▶ What is expected: Your task is to reproduce exactly the lines that run from the beginning of the data through the line where "pub const APP_VERSION: &str" appears.

★ ★ ★ ★ ★ ★ ★

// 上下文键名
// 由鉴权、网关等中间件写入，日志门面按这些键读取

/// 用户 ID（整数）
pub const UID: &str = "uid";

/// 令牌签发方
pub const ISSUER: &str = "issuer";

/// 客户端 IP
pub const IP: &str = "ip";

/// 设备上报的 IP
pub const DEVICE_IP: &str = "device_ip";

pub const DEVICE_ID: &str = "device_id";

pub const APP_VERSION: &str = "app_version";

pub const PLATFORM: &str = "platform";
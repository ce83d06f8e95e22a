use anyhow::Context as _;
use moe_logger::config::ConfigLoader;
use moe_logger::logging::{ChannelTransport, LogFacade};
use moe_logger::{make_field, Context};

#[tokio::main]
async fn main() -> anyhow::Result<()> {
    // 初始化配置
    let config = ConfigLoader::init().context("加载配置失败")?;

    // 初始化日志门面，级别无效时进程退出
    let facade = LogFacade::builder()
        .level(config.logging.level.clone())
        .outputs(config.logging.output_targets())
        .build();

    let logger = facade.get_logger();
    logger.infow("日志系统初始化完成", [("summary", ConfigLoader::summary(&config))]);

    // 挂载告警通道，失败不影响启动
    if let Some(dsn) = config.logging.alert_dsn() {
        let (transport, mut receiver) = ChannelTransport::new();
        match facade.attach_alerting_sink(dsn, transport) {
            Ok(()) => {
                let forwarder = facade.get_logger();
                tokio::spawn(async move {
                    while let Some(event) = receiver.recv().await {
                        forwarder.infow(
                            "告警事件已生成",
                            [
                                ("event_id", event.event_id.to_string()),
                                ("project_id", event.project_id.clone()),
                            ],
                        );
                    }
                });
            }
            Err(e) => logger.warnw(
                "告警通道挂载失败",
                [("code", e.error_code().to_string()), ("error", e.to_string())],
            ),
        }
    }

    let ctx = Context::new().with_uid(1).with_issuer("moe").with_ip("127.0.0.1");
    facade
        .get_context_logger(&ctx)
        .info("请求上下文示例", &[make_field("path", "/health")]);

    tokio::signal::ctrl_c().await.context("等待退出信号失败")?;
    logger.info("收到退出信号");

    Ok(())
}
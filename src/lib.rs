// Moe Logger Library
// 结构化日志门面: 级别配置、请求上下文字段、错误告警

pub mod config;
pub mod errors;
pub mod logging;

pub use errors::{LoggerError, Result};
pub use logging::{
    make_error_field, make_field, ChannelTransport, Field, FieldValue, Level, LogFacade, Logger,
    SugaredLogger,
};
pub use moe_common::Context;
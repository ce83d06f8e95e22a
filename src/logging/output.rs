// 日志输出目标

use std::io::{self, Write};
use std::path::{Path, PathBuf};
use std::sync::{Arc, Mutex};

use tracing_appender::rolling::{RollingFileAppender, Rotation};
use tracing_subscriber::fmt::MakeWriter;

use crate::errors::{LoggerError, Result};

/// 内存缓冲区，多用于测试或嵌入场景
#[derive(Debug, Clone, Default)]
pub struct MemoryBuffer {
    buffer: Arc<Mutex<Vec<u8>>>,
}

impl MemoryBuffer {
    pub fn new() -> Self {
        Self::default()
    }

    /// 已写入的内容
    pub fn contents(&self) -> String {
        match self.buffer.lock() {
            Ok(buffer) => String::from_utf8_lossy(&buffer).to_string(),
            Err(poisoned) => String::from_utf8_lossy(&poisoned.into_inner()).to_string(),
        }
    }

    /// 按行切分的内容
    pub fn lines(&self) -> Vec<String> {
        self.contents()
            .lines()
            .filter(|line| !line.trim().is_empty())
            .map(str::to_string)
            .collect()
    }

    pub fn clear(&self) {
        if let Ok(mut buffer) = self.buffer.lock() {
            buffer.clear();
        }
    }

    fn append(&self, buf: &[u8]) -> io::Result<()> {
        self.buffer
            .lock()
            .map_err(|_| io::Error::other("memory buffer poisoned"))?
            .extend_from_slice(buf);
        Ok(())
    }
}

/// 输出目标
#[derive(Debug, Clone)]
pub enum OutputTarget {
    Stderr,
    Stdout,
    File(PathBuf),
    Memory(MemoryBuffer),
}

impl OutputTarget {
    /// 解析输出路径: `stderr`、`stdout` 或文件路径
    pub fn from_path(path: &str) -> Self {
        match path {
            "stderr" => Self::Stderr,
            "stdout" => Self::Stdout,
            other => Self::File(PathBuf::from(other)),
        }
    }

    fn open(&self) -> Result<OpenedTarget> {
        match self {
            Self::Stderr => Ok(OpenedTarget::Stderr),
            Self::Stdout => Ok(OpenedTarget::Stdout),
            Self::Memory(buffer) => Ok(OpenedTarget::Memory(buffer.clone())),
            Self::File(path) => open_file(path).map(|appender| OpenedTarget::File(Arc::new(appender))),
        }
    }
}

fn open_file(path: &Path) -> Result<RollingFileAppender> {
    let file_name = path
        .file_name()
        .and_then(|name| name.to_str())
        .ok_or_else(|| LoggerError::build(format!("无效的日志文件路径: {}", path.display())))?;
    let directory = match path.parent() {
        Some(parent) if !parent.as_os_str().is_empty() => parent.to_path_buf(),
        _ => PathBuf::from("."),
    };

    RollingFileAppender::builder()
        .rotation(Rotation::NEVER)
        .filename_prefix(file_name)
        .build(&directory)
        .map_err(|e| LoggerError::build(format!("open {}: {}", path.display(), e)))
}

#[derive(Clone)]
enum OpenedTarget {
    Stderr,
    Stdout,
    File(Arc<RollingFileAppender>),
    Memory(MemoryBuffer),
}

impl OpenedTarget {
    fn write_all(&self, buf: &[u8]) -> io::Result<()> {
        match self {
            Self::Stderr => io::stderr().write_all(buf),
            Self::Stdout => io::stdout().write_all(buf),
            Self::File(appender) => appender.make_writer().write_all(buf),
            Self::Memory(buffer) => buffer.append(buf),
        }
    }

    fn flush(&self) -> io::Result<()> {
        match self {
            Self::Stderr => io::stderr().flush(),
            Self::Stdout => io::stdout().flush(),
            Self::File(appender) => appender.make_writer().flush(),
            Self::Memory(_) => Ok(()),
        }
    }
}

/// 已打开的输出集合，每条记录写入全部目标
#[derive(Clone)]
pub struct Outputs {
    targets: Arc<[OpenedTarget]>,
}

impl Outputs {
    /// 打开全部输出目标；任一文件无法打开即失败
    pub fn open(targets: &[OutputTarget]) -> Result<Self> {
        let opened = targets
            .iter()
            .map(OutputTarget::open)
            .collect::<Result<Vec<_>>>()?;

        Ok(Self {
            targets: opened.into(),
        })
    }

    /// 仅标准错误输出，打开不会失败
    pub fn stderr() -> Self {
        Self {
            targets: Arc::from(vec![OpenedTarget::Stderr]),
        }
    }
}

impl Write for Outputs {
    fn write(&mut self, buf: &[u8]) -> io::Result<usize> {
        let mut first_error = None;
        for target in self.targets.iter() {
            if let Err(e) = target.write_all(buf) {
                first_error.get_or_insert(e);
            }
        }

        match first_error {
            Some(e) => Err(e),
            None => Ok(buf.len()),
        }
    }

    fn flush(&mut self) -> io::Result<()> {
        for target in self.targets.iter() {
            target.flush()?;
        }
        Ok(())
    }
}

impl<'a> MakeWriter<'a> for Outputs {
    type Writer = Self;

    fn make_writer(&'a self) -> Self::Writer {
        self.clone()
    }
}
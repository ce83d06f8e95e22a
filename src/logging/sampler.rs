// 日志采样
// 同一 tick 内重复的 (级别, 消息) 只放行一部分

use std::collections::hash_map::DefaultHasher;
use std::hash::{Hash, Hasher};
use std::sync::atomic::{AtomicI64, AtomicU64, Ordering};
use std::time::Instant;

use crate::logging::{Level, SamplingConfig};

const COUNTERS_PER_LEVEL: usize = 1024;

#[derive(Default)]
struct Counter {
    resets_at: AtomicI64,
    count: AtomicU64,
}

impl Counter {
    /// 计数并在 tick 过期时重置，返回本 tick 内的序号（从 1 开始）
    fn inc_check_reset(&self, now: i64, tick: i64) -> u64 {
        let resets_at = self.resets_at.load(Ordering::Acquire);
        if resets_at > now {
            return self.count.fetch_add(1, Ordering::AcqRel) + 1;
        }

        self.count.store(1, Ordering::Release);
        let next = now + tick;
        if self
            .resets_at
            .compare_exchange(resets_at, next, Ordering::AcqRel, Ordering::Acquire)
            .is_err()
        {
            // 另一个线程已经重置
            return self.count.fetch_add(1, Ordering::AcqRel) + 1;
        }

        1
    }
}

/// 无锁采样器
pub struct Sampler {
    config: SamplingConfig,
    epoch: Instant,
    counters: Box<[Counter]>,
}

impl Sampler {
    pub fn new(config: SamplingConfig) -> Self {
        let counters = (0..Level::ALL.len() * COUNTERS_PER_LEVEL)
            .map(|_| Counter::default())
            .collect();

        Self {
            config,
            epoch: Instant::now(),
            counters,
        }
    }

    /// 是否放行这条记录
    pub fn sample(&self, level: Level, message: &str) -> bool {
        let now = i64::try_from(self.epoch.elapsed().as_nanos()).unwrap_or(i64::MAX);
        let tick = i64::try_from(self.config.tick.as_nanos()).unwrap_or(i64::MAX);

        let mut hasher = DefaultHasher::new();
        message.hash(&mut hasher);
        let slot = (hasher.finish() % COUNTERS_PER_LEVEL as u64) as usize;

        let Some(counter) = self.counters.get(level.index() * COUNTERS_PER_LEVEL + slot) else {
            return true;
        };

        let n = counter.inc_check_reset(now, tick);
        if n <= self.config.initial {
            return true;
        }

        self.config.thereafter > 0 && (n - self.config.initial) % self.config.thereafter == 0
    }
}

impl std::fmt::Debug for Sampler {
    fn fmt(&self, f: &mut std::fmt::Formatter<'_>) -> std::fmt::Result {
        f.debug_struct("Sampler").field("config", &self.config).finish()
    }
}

★ ★ ★ ★ ★ ★ ★

▶ Exercise result:
// 上下文键名
// 由鉴权、网关等中间件写入，日志门面按这些键读取

/// 用户 ID（整数）
pub const UID: &str = "uid";

/// 令牌签发方
pub const ISSUER: &str = "issuer";

/// 客户端 IP
pub const IP: &str = "ip";

/// 设备上报的 IP
pub const DEVICE_IP: &str = "device_ip";

pub const DEVICE_ID: &str = "device_id";

pub const APP_VERSION: &str = "app_version";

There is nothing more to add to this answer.